You've fucking ruined me for relationships. I can't date anymore because I've always got the worm of distrust in my head, placed there in larval stages by you, and it has hatched throughout our time together and eaten away at my brain until I can't trust any girl not to fuck me up anymore.

Everytime I think about you I just think of the five words below.

....I hate you so much.

I pray you're as miserable as I am...one day.

I know sooner or later you're going to fuck everything up wth Eric the same way you and me fucked everything up...instead this time it'll be ALL your fault, and none of his, instead of our pretty little 50/50 split.

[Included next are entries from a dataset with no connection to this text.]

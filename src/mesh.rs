use glow::HasContext;

use crate::error::DemoError;

/// One interleaved `f32` vertex attribute: shader location plus component
/// count. Offsets and stride follow from the declaration order.
#[derive(Debug, Clone, Copy)]
pub struct VertexAttribute {
    pub location: u32,
    pub components: i32,
}

impl VertexAttribute {
    pub const fn new(location: u32, components: i32) -> Self {
        Self {
            location,
            components,
        }
    }
}

/// Indexed triangle mesh uploaded once at startup (VAO + VBO + EBO).
pub struct Mesh {
    vao: glow::NativeVertexArray,
    vbo: glow::NativeBuffer,
    ebo: glow::NativeBuffer,
    index_count: i32,
}

impl Mesh {
    pub fn new(
        gl: &glow::Context,
        vertices: &[f32],
        indices: &[u32],
        attributes: &[VertexAttribute],
    ) -> Result<Self, DemoError> {
        let stride: i32 = attributes.iter().map(|a| a.components).sum::<i32>() * 4;

        unsafe {
            let vao = gl.create_vertex_array().map_err(DemoError::from)?;
            let vbo = gl.create_buffer().map_err(DemoError::from)?;
            let ebo = gl.create_buffer().map_err(DemoError::from)?;

            gl.bind_vertex_array(Some(vao));

            gl.bind_buffer(glow::ARRAY_BUFFER, Some(vbo));
            gl.buffer_data_u8_slice(
                glow::ARRAY_BUFFER,
                bytemuck::cast_slice(vertices),
                glow::STATIC_DRAW,
            );

            gl.bind_buffer(glow::ELEMENT_ARRAY_BUFFER, Some(ebo));
            gl.buffer_data_u8_slice(
                glow::ELEMENT_ARRAY_BUFFER,
                bytemuck::cast_slice(indices),
                glow::STATIC_DRAW,
            );

            let mut offset = 0;
            for attribute in attributes {
                gl.vertex_attrib_pointer_f32(
                    attribute.location,
                    attribute.components,
                    glow::FLOAT,
                    false,
                    stride,
                    offset,
                );
                gl.enable_vertex_attrib_array(attribute.location);
                offset += attribute.components * 4;
            }

            gl.bind_vertex_array(None);
            gl.bind_buffer(glow::ARRAY_BUFFER, None);
            gl.bind_buffer(glow::ELEMENT_ARRAY_BUFFER, None);

            Ok(Self {
                vao,
                vbo,
                ebo,
                index_count: indices.len() as i32,
            })
        }
    }

    pub fn draw(&self, gl: &glow::Context) {
        unsafe {
            gl.bind_vertex_array(Some(self.vao));
            gl.draw_elements(glow::TRIANGLES, self.index_count, glow::UNSIGNED_INT, 0);
            gl.bind_vertex_array(None);
        }
    }

    pub fn destroy(&self, gl: &glow::Context) {
        unsafe {
            gl.delete_vertex_array(self.vao);
            gl.delete_buffer(self.vbo);
            gl.delete_buffer(self.ebo);
        }
    }
}

#[cfg(test)]
mod tests {
    use super::*;

    #[test]
    fn attribute_layout_packs_offsets_in_declaration_order() {
        let attributes = [
            VertexAttribute::new(0, 3),
            VertexAttribute::new(1, 3),
            VertexAttribute::new(2, 2),
            VertexAttribute::new(3, 3),
        ];
        let stride: i32 = attributes.iter().map(|a| a.components).sum::<i32>() * 4;
        assert_eq!(stride, 44);

        let mut offset = 0;
        let mut offsets = Vec::new();
        for attribute in &attributes {
            offsets.push(offset);
            offset += attribute.components * 4;
        }
        assert_eq!(offsets, vec![0, 12, 24, 32]);
        assert_eq!(offset, stride);
    }
}
use std::num::NonZeroU32;

use glow::HasContext;
use glutin::config::{Config, ConfigTemplateBuilder, GlConfig};
use glutin::context::{ContextApi, ContextAttributesBuilder, PossiblyCurrentContext, Version};
use glutin::display::GetGlDisplay;
use glutin::prelude::*;
use glutin::surface::{Surface, SwapInterval, WindowSurface};
use glutin_winit::{DisplayBuilder, GlWindow};
use raw_window_handle::HasWindowHandle;
use winit::dpi::{LogicalSize, PhysicalSize};
use winit::event_loop::ActiveEventLoop;
use winit::window::Window;

use crate::error::DemoError;

/// Window plus a current OpenGL 3.3 core context and its glow wrapper.
pub struct GlContext {
    pub window: Window,
    pub gl: glow::Context,
    surface: Surface<WindowSurface>,
    context: PossiblyCurrentContext,
}

impl GlContext {
    pub fn new(
        event_loop: &ActiveEventLoop,
        title: &str,
        size: (u32, u32),
    ) -> Result<Self, DemoError> {
        let window_attrs = Window::default_attributes()
            .with_title(title)
            .with_inner_size(LogicalSize::new(size.0 as f64, size.1 as f64));

        let template = ConfigTemplateBuilder::new().with_depth_size(24);
        let display_builder = DisplayBuilder::new().with_window_attributes(Some(window_attrs));

        let (window, gl_config) = display_builder
            .build(event_loop, template, pick_config)
            .map_err(|e| DemoError::new("gl-display").with_arg("msg", e))?;
        let window = window.ok_or_else(|| DemoError::new("window-create"))?;

        let raw_window_handle = window.window_handle()?.as_raw();
        let context_attrs = ContextAttributesBuilder::new()
            .with_context_api(ContextApi::OpenGl(Some(Version::new(3, 3))))
            .build(Some(raw_window_handle));

        let gl_display = gl_config.display();
        let not_current = unsafe { gl_display.create_context(&gl_config, &context_attrs)? };

        let surface_attrs = window.build_surface_attributes(Default::default())?;
        let surface = unsafe { gl_display.create_window_surface(&gl_config, &surface_attrs)? };
        let context = not_current.make_current(&surface)?;

        // Vsync; failure here is harmless, the loop just runs uncapped.
        if let Err(e) = surface.set_swap_interval(&context, SwapInterval::Wait(NonZeroU32::MIN)) {
            log::warn!("vsync unavailable: {e}");
        }

        let gl = unsafe {
            glow::Context::from_loader_function_cstr(|s| gl_display.get_proc_address(s))
        };
        log::info!(
            "OpenGL context ready: {}",
            unsafe { gl.get_parameter_string(glow::VERSION) }
        );

        Ok(Self {
            window,
            gl,
            surface,
            context,
        })
    }

    /// Resize the swapchain and viewport together, as the demos do on every
    /// framebuffer-size change. Zero-sized (minimized) windows are skipped.
    pub fn resize(&self, size: PhysicalSize<u32>) {
        let (Some(width), Some(height)) = (
            NonZeroU32::new(size.width),
            NonZeroU32::new(size.height),
        ) else {
            return;
        };
        self.surface.resize(&self.context, width, height);
        unsafe {
            self.gl
                .viewport(0, 0, width.get() as i32, height.get() as i32);
        }
    }

    pub fn aspect_ratio(&self) -> f32 {
        let size = self.window.inner_size();
        size.width as f32 / size.height.max(1) as f32
    }

    pub fn swap_buffers(&self) -> Result<(), DemoError> {
        self.surface.swap_buffers(&self.context)?;
        Ok(())
    }
}

fn pick_config(configs: Box<dyn Iterator<Item = Config> + '_>) -> Config {
    // Prefer the config with the most multisampling, like the glutin
    // examples do; any 24-bit depth config works for these scenes.
    configs
        .reduce(|best, next| {
            if next.num_samples() > best.num_samples() {
                next
            } else {
                best
            }
        })
        .expect("no suitable GL config found")
}
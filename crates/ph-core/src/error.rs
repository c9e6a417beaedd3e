//! Error types for phists

use thiserror::Error;

/// phists error type
#[derive(Error, Debug)]
pub enum Error {
    /// I/O error
    #[error("I/O error: {0}")]
    Io(#[from] std::io::Error),

    /// JSON parsing error
    #[error("JSON error: {0}")]
    Json(#[from] serde_json::Error),

    /// An object could not be narrowed to the variant a path requires.
    #[error("type mismatch: expected {expected}, found {found}")]
    TypeMismatch {
        /// Variant the caller required.
        expected: &'static str,
        /// Variant that was supplied.
        found: String,
    },

    /// Booking failure or a repeated setup call.
    #[error("setup error: {0}")]
    Setup(String),

    /// Missing key in a required mapping (working point, histogram handle).
    #[error("lookup error: {0}")]
    Lookup(String),

    /// Validation error
    #[error("Validation error: {0}")]
    Validation(String),
}

/// Result type alias
pub type Result<T> = std::result::Result<T, Error>;
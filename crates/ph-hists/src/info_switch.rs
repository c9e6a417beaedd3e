//! Detail-string switches.
//!
//! A detail string is a whitespace-separated list of tokens. Plain tokens
//! (`kinematic`, `isolation`, `PID`, `quality`) turn feature groups on;
//! prefixed tokens (`ISOL_<wp>`, `PID_<wp>`) list working points. Working
//! points keep the order in which they first appear and repeats are dropped.
//!
//! ```text
//! "kinematic isolation ISOL_FCTight ISOL_Gradient PID PID_LHTight"
//! ```

use serde::Serialize;

/// Working-point sentinel meaning "no working point".
pub const NONE_WP: &str = "NONE";

/// Whether a configured working point should be booked and filled.
///
/// Empty names and [`NONE_WP`] are skipped everywhere: booking and both fill
/// paths, for isolation and PID alike.
pub fn is_active_wp(wp: &str) -> bool {
    !wp.is_empty() && wp != NONE_WP
}

const ISOL_PREFIX: &str = "ISOL_";
const PID_PREFIX: &str = "PID_";
const KNOWN_FLAGS: [&str; 4] = ["kinematic", "isolation", "PID", "quality"];

struct DetailTokens<'a> {
    tokens: Vec<&'a str>,
}

impl<'a> DetailTokens<'a> {
    fn new(detail: &'a str) -> Self {
        Self { tokens: detail.split_whitespace().collect() }
    }

    fn has_exact(&self, flag: &str) -> bool {
        self.tokens.contains(&flag)
    }

    fn working_points(&self, prefix: &str) -> Vec<String> {
        let mut out: Vec<String> = Vec::new();
        for wp in self.tokens.iter().filter_map(|t| t.strip_prefix(prefix)) {
            if !out.iter().any(|seen| seen == wp) {
                out.push(wp.to_string());
            }
        }
        out
    }

    fn unknown(&self) -> impl Iterator<Item = &'a str> {
        self.tokens.iter().copied().filter(|t| {
            !KNOWN_FLAGS.contains(t) && !t.starts_with(ISOL_PREFIX) && !t.starts_with(PID_PREFIX)
        })
    }
}

/// Switches of the generic particle aggregator.
#[derive(Debug, Clone, PartialEq, Eq, Serialize)]
pub struct ParticleInfoSwitch {
    /// Raw detail string.
    pub detail: String,
    /// Book and fill pt/eta/phi/mass/energy.
    pub kinematic: bool,
}

impl ParticleInfoSwitch {
    /// Parse a detail string.
    pub fn parse(detail: &str) -> Self {
        let tokens = DetailTokens::new(detail);
        Self { detail: detail.to_string(), kinematic: tokens.has_exact("kinematic") }
    }
}

/// Switches of the electron aggregator.
#[derive(Debug, Clone, PartialEq, Eq, Serialize)]
pub struct ElectronInfoSwitch {
    /// Switches inherited by the generic particle aggregator.
    pub particle: ParticleInfoSwitch,
    /// Isolation flags and cone variables.
    pub isolation: bool,
    /// Identification flags.
    pub pid: bool,
    /// Quality flags (booked like PID).
    pub quality: bool,
    /// Isolation working points, in configuration order.
    pub isol_wps: Vec<String>,
    /// PID working points, in configuration order.
    pub pid_wps: Vec<String>,
}

impl ElectronInfoSwitch {
    /// Parse a detail string.
    pub fn parse(detail: &str) -> Self {
        let tokens = DetailTokens::new(detail);
        for t in tokens.unknown() {
            log::debug!("ignoring unknown electron detail token '{t}'");
        }
        Self {
            particle: ParticleInfoSwitch::parse(detail),
            isolation: tokens.has_exact("isolation"),
            pid: tokens.has_exact("PID"),
            quality: tokens.has_exact("quality"),
            isol_wps: tokens.working_points(ISOL_PREFIX),
            pid_wps: tokens.working_points(PID_PREFIX),
        }
    }

    /// PID flag histograms are booked when either `PID` or `quality` is set.
    pub fn pid_or_quality(&self) -> bool {
        self.pid || self.quality
    }

    /// Isolation working points that pass [`is_active_wp`].
    pub fn active_isol_wps(&self) -> impl Iterator<Item = &str> {
        self.isol_wps.iter().map(String::as_str).filter(|wp| is_active_wp(wp))
    }

    /// PID working points that pass [`is_active_wp`].
    pub fn active_pid_wps(&self) -> impl Iterator<Item = &str> {
        self.pid_wps.iter().map(String::as_str).filter(|wp| is_active_wp(wp))
    }
}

You're fucking heinous.  You couldn't trust me, so you had to go out and make sure I couldn't trust you. And then, when I tried to get a hold of you to tell you something...just to tell you one little thing, not even something important, or poignant....something I felt I owed to you though...you have the fucking gal to try and talk to me about your life problems and shit because "I understand you better than anyone"....?!

FUCK YOU!!!!!!!!!!

How fucking dare you try and drop your shit on me. I had every right to shut you down there. What the fuck were you thinking. I couldn't trust you not to go out anf mess around with every kid in the neighborhood when we took our little breaks, so by the time we got back together after the one or two weeks or however long it was...you'd been back with Pat, been with Rob, been with Chris....how many more? Two-step? Nemcheck? Who the fuck else huh?

Fuck you. I'm not blaming you for my shortcomings....but my trust issue lies solely with you.

I hate you ssssoooo much.

~Me.



Saturday, September 09, 2006

Marine Recruit Training...

Well...today I had my first dep-pool function......damn am I tired. We did a light jog, nothing big, and then ten by tens....ten pushups and then ten jumping jacks..we did ten SETS of those, and then we played soccer...pretty fun. But after soccer we did some more PT...tunnel, buddy drag/crawl...it fucking sucked, I am sore, and tired, but I had a blast. I can't wait to do it again. I leave for bootcamp Dec. 18th. Wish me luck.

~Ian


Saturday, September 02, 2006

New Holiday...

There's a new holiday around...it's called National Everyone Forgot About Ian Day. I've been forgotten about by like...4-5 people today. I feel so loved.....*note sarcasm*.

Fuck....my life seems to have taken a turn for the worse lately. And now I might not be able to join the Marines because I might have a fucking heart murmor.

Fucking wonderful world we inhabit eh?